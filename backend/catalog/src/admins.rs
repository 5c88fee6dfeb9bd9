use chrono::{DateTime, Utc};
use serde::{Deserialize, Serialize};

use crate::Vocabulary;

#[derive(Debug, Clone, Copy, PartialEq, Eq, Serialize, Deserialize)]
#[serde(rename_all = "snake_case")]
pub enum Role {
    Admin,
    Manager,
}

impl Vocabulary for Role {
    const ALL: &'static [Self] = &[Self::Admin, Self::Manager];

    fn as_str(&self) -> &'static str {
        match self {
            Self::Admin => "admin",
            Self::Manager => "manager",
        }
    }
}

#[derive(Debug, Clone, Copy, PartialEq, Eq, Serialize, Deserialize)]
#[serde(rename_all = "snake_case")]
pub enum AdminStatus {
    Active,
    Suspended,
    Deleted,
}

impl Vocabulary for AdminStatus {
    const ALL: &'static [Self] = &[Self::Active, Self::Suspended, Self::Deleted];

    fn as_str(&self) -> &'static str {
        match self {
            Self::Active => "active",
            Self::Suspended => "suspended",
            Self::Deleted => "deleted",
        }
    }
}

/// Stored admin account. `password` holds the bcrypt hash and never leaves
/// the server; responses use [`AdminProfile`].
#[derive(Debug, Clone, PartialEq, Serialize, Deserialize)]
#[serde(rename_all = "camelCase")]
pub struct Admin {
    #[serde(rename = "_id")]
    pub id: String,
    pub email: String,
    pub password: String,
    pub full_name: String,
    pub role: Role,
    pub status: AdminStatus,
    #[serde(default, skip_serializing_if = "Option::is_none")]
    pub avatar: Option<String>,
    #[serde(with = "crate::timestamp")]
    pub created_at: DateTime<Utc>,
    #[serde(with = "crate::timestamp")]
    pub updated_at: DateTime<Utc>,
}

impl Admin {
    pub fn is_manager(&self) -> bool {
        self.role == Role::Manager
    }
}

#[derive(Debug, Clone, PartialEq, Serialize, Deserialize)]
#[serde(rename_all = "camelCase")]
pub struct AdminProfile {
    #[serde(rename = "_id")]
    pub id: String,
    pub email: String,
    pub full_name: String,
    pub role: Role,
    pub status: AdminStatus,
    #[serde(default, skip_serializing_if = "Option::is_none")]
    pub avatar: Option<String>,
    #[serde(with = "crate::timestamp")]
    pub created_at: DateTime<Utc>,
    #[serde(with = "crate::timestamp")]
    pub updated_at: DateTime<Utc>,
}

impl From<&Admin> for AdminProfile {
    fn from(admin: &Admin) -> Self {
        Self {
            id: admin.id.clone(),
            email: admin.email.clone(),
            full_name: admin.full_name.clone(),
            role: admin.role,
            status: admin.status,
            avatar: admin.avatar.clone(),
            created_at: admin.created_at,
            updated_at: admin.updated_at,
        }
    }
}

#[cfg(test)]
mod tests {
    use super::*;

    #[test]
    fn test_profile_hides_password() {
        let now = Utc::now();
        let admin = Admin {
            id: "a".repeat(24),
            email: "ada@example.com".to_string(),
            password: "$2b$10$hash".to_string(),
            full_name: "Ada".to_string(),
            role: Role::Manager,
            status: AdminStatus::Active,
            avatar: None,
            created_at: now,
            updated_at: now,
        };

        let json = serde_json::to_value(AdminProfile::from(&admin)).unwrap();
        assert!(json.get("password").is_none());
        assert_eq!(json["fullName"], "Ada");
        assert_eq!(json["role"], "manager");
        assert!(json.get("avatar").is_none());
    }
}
■ ■ ■ ■ ■ ■ ■
> [EXERCISE INSTRUCTIONS]: Where a line in the records above includes the string "email", show it.

> [SOLUTION TO THIS EXERCISE]:
    pub email: String,
    pub email: String,
            email: admin.email.clone(),
            email: "ada@example.com".to_string(),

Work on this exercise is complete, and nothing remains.